Vitry étant concernée par l’étude d’impact sur la reconstruction de l’usine d’incinération des déchets d’Ivry-Paris, le conseil municipal devait donner son avis. Les élus socialistes et républicains ont voté contre. Pourquoi ?

Depuis des années, le mouvement associatif, collectif 3R/Zero Waste France, a démontré que la reconstruction de l’usine d’Ivry (2 milliards d’euros), n’était pas impérative.

Mais surtout, nous avons pris connaissance de l’avis publié le 21 mars 2018 par l’Autorité environnementale (Ae) sur la transformation de l’usine d’Ivry, qui souligne, dans un avis très réservé, les « contraintes existantes entre cette reconstruction envisagée et la loi de transition énergétique (LTEPCV) de 2015 ».

Les élus socialistes […] attendent du Syctom qu’il réponde aux réserves de l’Agence environnementale

Si nous sommes satisfaits que l’unité de traitement des déchets ménagers par valorisation énergétique (UVE) d’une capacité de 350 000 tonnes permette de diviser par deux l’incinération actuellement de plus de 700 000 tonnes, il demeure de fortes recommandations de l’autorité environnementale à compléter le dossier du SYCTOM. Une présentation des modalités prévues pour la mesure des émissions de dioxines et furane bromées dans les rejets de l’UVE et pour la surveillance de leur présence dans l’environnement du site est indispensable.

L’Ae estime que : « la présentation des autres solutions proposées par des associations doit faire l’objet d’une présentation dans l’étude d’impact de même niveau que les autres solutions de substitutions que le Syctom a envisagées et écartées ».

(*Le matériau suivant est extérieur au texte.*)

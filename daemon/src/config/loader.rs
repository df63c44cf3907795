//! Configuration loading for the daemon.

use std::env;
use std::path::Path;

use eyre::WrapErr as _;
use secrecy::SecretString;
use tokio::fs;

use crate::config::Config;

/// Environment variable consulted for the event-source credential when the
/// config file does not carry one.
pub const TOKEN_ENV_VAR: &str = "DOORTRAY_TOKEN";

/// Reads and parses the daemon config from a TOML file.
///
/// A token from the config file takes precedence over the environment.
///
/// # Errors
///
/// Returns an error if the config file cannot be read or parsed.
pub async fn load<P: AsRef<Path>>(path: P) -> eyre::Result<Config> {
    let path_ref = path.as_ref();
    let content = fs::read_to_string(&path).await.wrap_err(format!(
        "Failed to read config file at: {}",
        path_ref.display()
    ))?;
    let mut config: Config = toml::from_str(&content).wrap_err(format!(
        "Failed to parse config as TOML at: {}",
        path_ref.display()
    ))?;
    if config.server.token.is_none()
        && let Ok(token) = env::var(TOKEN_ENV_VAR)
    {
        config.server.token = Some(SecretString::from(token));
    }
    Ok(config)
}
//! Configuration handling for the daemon.
//!
//! Split into data types and the file loader, which also applies the
//! environment credential override.

mod loader;
mod types;

pub use loader::{TOKEN_ENV_VAR, load};
pub use types::{Config, SensorConfig, ServerConfig, ServiceConfig, TrayConfig};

Enfin, l’Ae recommande d’inclure dans l’évaluation du risque sanitaire l’ensemble des composés et de préciser les modalités prévues pour la mesure des émissions dans les rejets de l’UVE et pour la surveillance de leur présence dans l’environnement du site.

Les élus socialistes en votant contre la reconstruction dans les conditions actuelles de l’usine attendent du Syctom qu’il réponde aux réserves de l’Agence environnementale et accepte une véritable concertation avec les associations.